Missouri was one of 46 states that joined the 1998 tobacco settlement intended to cover government costs of providing health care to people who have become sick because of tobacco use.
But many states, including Missouri, have plugged that money into other parts of their budgets. That has prompted a lawsuit, pending before a Missouri appeals court, that seeks to force legislators to spend a greater amount of the settlement funds on life science research.
There also is concern that Missouri could lose some of tobacco settlement money.
States that accepted the tobacco settlement also approved new laws to implement the agreement. One of those provisions set up an escrow fund and required tobacco companies that didn't join the settlement to pay into it to cover any future lawsuit judgments. The money from the escrow accounts would be returned after 25 years.
Missouri is facing national arbitration over whether it has diligently enforced its laws, and the attorney general's office anticipates similar challenges annually.
Attorney General Chris Koster said that unlike every other state, Missouri has not passed additional laws to help enforce the escrow.
"The potential exists that Missouri could lose its share of tobacco-settlement dollars if the national panel finds that Missouri failed to diligently enforce its laws," Koster said in a written statement. "If this were to occur, it would be one of the greatest wastes of public resources in recent history."

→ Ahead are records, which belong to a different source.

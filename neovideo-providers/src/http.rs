//! Shared HTTP client construction

use std::time::Duration;

use reqwest::Client;

use crate::error::ProviderClientError;

/// Settings for the pooled client shared by every upstream source.
#[derive(Debug, Clone)]
pub struct HttpClientOptions {
    pub user_agent: String,
    pub connect_timeout: Duration,
    /// Whole-request deadline, so a hung backend cannot pin its task forever.
    pub timeout: Duration,
    pub pool_max_idle_per_host: usize,
    pub max_redirects: usize,
}

impl Default for HttpClientOptions {
    fn default() -> Self {
        Self {
            user_agent: concat!("neovideo/", env!("CARGO_PKG_VERSION")).to_string(),
            connect_timeout: Duration::from_secs(5),
            timeout: Duration::from_secs(15),
            pool_max_idle_per_host: 10,
            max_redirects: 5,
        }
    }
}

/// Build the pooled upstream client.
pub fn build_http_client(options: &HttpClientOptions) -> Result<Client, ProviderClientError> {
    Client::builder()
        .user_agent(options.user_agent.as_str())
        .connect_timeout(options.connect_timeout)
        .timeout(options.timeout)
        .pool_max_idle_per_host(options.pool_max_idle_per_host)
        .redirect(reqwest::redirect::Policy::limited(options.max_redirects))
        .build()
        .map_err(|e| {
            ProviderClientError::InvalidConfig(format!("failed to build HTTP client: {e}"))
        })
}
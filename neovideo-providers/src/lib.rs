// neovideo Provider Clients
//
// This crate contains the HTTP clients for upstream video CMS backends and
// the canonical catalog model they are normalized into.
//
// Architecture:
// - neovideo-providers: canonical model + CmsBackend trait + pure HTTP clients (MacCMS)
// - neovideo-core/service: fan-out aggregation, caching, ingestion

// Shared error types
pub mod error;

// Canonical model and backend interface
pub mod backend;
pub mod http;
pub mod model;

// HTTP clients
pub mod maccms;

// Re-export client types for convenience
pub use backend::CmsBackend;
pub use error::ProviderClientError;
pub use http::{build_http_client, HttpClientOptions};
pub use maccms::{MaccmsClient, ResponseFormat};
pub use model::{Category, ListAttributes, ListResult, VideoSummary};
pub mod cms_source;
pub mod home;
pub mod jiexi;

pub use cms_source::{CmsSource, NewCmsSource};
pub use home::HomeItem;
pub use jiexi::{JiexiSource, ParseRecord};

A lawsuit challenging how Missouri uses the tobacco settlement money it does receive was filed in 2007 by Kansas City residents Thomas and Margaret Redmond. They contend lawmakers have shortchanged a state life sciences research fund that receives money from the tobacco settlement.
A 2003 law set up the Life Sciences Research Trust Fund, which was to use 25 percent of the annual tobacco settlement payment to award research grants. But lawmakers have balked, sometimes budgeting none of the tobacco settlement money and sometimes only a portion of the 25 percent.
Thomas Redmond, who has melanoma, and Margaret Redmond, who has peripheral neuropathy, argue that they could benefit from the research that would have been funded from the trust fund.
Dick Miller, the Redmonds' attorney, said Friday it was clear that part of the tobacco settlement must go to life science research -- even if lawmakers don't include it the state budget.
"The state has already taken over $200 million which under the statute was mandatorily required to be used for medical research," Miller said. "This money that the state has taken is trust fund money, and by taking this money, the state has violated that trust."
Miller also is representing the Kansas City Symphony, which contends lawmakers have not followed a state law requiring that the arts be supported by a portion of the taxes levied upon athletes and entertainers who travel to Missouri.
Miller is appealing both cases after Cole County Judge Richard Callahan ruled that lawmakers have a constitutional authority to appropriate state funds and that a state law earmarking money for certain purposes can therefore be ignored.
Miller argued, during a hearing last summer over both the symphony and tobacco settlement cases, that lawmakers wouldn't be accountable to anyone if the courts rule that statutory spending requirements do not bind their budgetary decisions.